There is a growing demand for environmental predictions that include a broader range of space and time scales and that include a more complete representation of weather and climate processes. Meeting this demand necessitates a unified approach that challenges the traditional boundaries between weather and climate science, and requires a more integrated approach with much higher spatial resolution models that resolve important dynamical processes and their interactions. Estimates of predictability are likely to be sensitive to the range of processes and phenomena captured by these models. This project seeks to provide a comprehensive assessment of how ocean eddies affect decadal predictability.
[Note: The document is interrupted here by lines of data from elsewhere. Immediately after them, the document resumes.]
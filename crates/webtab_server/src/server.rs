use crate::ServerConfig;
use anyhow::Context as _;
use axum::{
    Json, Router,
    extract::State,
    http::{StatusCode, header},
    response::IntoResponse,
    routing::{get, post},
};
use serde::Deserialize;
use serde_json::Value;
use std::sync::Arc;
use tokio::sync::Mutex;
use tower_http::services::{ServeDir, ServeFile};
use tower_http::trace::TraceLayer;
use webtab_backend::{DefaultReconciler, RecordState, new_entity_id, random_shortcut_color};
use webtab_domain::{
    CollectionAction, Shortcut, apply_collection_action, categories_from_value,
    settings_from_value,
};

pub fn router(config: ServerConfig) -> anyhow::Result<Router> {
    let storage = config
        .storage
        .open()
        .context("failed to open storage")?;
    tracing::info!(
        root = %config.storage.root.display(),
        sync = storage.sync_available(),
        "storage ready"
    );

    let state = AppState {
        storage: Arc::new(storage),
        edits: Arc::new(Mutex::new(())),
    };

    let api = Router::new()
        .route("/health", get(health))
        .route("/categories", get(get_categories).put(put_categories))
        .route("/categories/cached", get(get_categories_cached))
        .route("/settings", get(get_settings).put(put_settings))
        .route("/settings/cached", get(get_settings_cached))
        .route("/actions", post(post_action))
        .route("/backup", get(export_backup).post(import_backup))
        .route("/cache/invalidate", post(invalidate_cache))
        .with_state(state);

    let web_index = config.web_dist.join("index.html");
    let web = ServeDir::new(&config.web_dist).not_found_service(ServeFile::new(web_index));

    Ok(Router::new()
        .nest("/api", api)
        .fallback_service(web)
        .layer(TraceLayer::new_for_http()))
}

async fn health() -> &'static str {
    "ok"
}

#[derive(Clone)]
struct AppState {
    storage: Arc<DefaultReconciler>,
    /// Held across every read-modify-write of the category collection.
    edits: Arc<Mutex<()>>,
}

async fn get_categories(State(state): State<AppState>) -> impl IntoResponse {
    Json(state.storage.load_categories().await)
}

async fn get_categories_cached(State(state): State<AppState>) -> impl IntoResponse {
    Json(state.storage.load_categories_cached().await)
}

async fn put_categories(
    State(state): State<AppState>,
    Json(body): Json<Value>,
) -> impl IntoResponse {
    let categories = match categories_from_value(body) {
        Ok(categories) => categories,
        Err(err) => return (StatusCode::BAD_REQUEST, err.to_string()).into_response(),
    };
    let _edit = state.edits.lock().await;
    state.storage.save_categories(categories).await;
    StatusCode::NO_CONTENT.into_response()
}

async fn get_settings(State(state): State<AppState>) -> impl IntoResponse {
    Json(state.storage.load_settings().await)
}

async fn get_settings_cached(State(state): State<AppState>) -> impl IntoResponse {
    Json(state.storage.load_settings_cached().await)
}

async fn put_settings(
    State(state): State<AppState>,
    Json(body): Json<Value>,
) -> impl IntoResponse {
    let settings = match settings_from_value(body) {
        Ok(settings) => settings,
        Err(err) => return (StatusCode::BAD_REQUEST, err.to_string()).into_response(),
    };
    state.storage.save_settings(settings).await;
    StatusCode::NO_CONTENT.into_response()
}

async fn post_action(
    State(state): State<AppState>,
    Json(action): Json<ClientAction>,
) -> impl IntoResponse {
    let action = match action.into_collection_action() {
        Ok(action) => action,
        Err(message) => return (StatusCode::BAD_REQUEST, message).into_response(),
    };

    let _edit = state.edits.lock().await;
    let mut categories = if state.storage.categories_state() == RecordState::Reconciled {
        state.storage.load_categories_cached().await
    } else {
        state.storage.load_categories().await
    };
    if let Err(err) = apply_collection_action(&mut categories, action) {
        return (StatusCode::BAD_REQUEST, err.to_string()).into_response();
    }
    state.storage.save_categories(categories.clone()).await;
    Json(categories).into_response()
}

async fn export_backup(State(state): State<AppState>) -> impl IntoResponse {
    match state.storage.export_backup().await {
        Ok(backup) => (
            [
                (header::CONTENT_TYPE, "application/json".to_owned()),
                (
                    header::CONTENT_DISPOSITION,
                    format!("attachment; filename=\"{}\"", backup.file_name),
                ),
            ],
            backup.contents,
        )
            .into_response(),
        Err(err) => {
            tracing::error!(error = %format!("{err:#}"), "backup export failed");
            (StatusCode::INTERNAL_SERVER_ERROR, err.to_string()).into_response()
        }
    }
}

async fn import_backup(State(state): State<AppState>, body: String) -> impl IntoResponse {
    let _edit = state.edits.lock().await;
    match state.storage.import_backup(&body).await {
        Ok(imported) => Json(imported).into_response(),
        Err(err) => (StatusCode::BAD_REQUEST, err.to_string()).into_response(),
    }
}

async fn invalidate_cache(State(state): State<AppState>) -> impl IntoResponse {
    state.storage.invalidate();
    StatusCode::NO_CONTENT
}

/// Collection edit as sent by the dashboard. Ids and tile colors of new
/// entities are assigned here.
#[derive(Clone, Debug, Deserialize)]
#[serde(tag = "type", rename_all = "snake_case")]
pub enum ClientAction {
    AddCategory {
        title: String,
    },
    RemoveCategory {
        category_id: String,
    },
    AddShortcut {
        category_id: String,
        title: String,
        url: String,
        #[serde(default)]
        icon_url: Option<String>,
    },
    RemoveShortcut {
        category_id: String,
        shortcut_id: String,
    },
    ReorderShortcut {
        category_id: String,
        from_index: usize,
        to_index: usize,
    },
    MoveShortcut {
        shortcut_id: String,
        from_category_id: String,
        to_category_id: String,
    },
}

impl ClientAction {
    fn into_collection_action(self) -> Result<CollectionAction, &'static str> {
        Ok(match self {
            ClientAction::AddCategory { title } => {
                let title = title.trim();
                if title.is_empty() {
                    return Err("category title is required");
                }
                CollectionAction::AddCategory {
                    id: new_entity_id(),
                    title: title.to_owned(),
                }
            }
            ClientAction::RemoveCategory { category_id } => {
                CollectionAction::RemoveCategory { category_id }
            }
            ClientAction::AddShortcut {
                category_id,
                title,
                url,
                icon_url,
            } => {
                let title = title.trim();
                let url = url.trim();
                if title.is_empty() || url.is_empty() {
                    return Err("shortcut title and url are required");
                }
                CollectionAction::AddShortcut {
                    category_id,
                    shortcut: Shortcut {
                        id: new_entity_id(),
                        title: title.to_owned(),
                        url: with_scheme(url),
                        icon_url: icon_url
                            .map(|icon| icon.trim().to_owned())
                            .filter(|icon| !icon.is_empty()),
                        color: Some(random_shortcut_color().to_owned()),
                    },
                }
            }
            ClientAction::RemoveShortcut {
                category_id,
                shortcut_id,
            } => CollectionAction::RemoveShortcut {
                category_id,
                shortcut_id,
            },
            ClientAction::ReorderShortcut {
                category_id,
                from_index,
                to_index,
            } => CollectionAction::ReorderShortcut {
                category_id,
                from_index,
                to_index,
            },
            ClientAction::MoveShortcut {
                shortcut_id,
                from_category_id,
                to_category_id,
            } => CollectionAction::MoveShortcut {
                shortcut_id,
                from_category_id,
                to_category_id,
            },
        })
    }
}

fn with_scheme(url: &str) -> String {
    let lower = url.to_ascii_lowercase();
    if lower.starts_with("http://") || lower.starts_with("https://") {
        url.to_owned()
    } else {
        format!("https://{url}")
    }
}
One of the key questions this project asks is, do prediction systems actually need to initialize individual ocean eddies or is simply including ocean eddies in the prediction system sufficient? Answering this question has profound implications in the design of decadal prediction systems. This project will contribute to workforce development through the education of a graduate student in important climate variability and change problems, and the mentoring of a post-doctoral researcher. The decadal prediction and climate services community will be advised regarding how ocean eddies impact decadal predictability and how to initialize them in eddy resolving models. The new capacity for high-resolution assimilation within the freely accessible Community Earth System Model (CESM) and Data Assimilation Research Testbed (DART) modeling frameworks will be available to the CESM climate modeling community. More broadly, any model that interfaces with the DART ensemble assimilation system can leverage the data assimilation infrastructure advances and tool development that will be developed under this project. Ocean eddy-resolving simulations, data assimilation products, predictability and experimental prediction results that are of interest to the broader climate community will be also made readily available.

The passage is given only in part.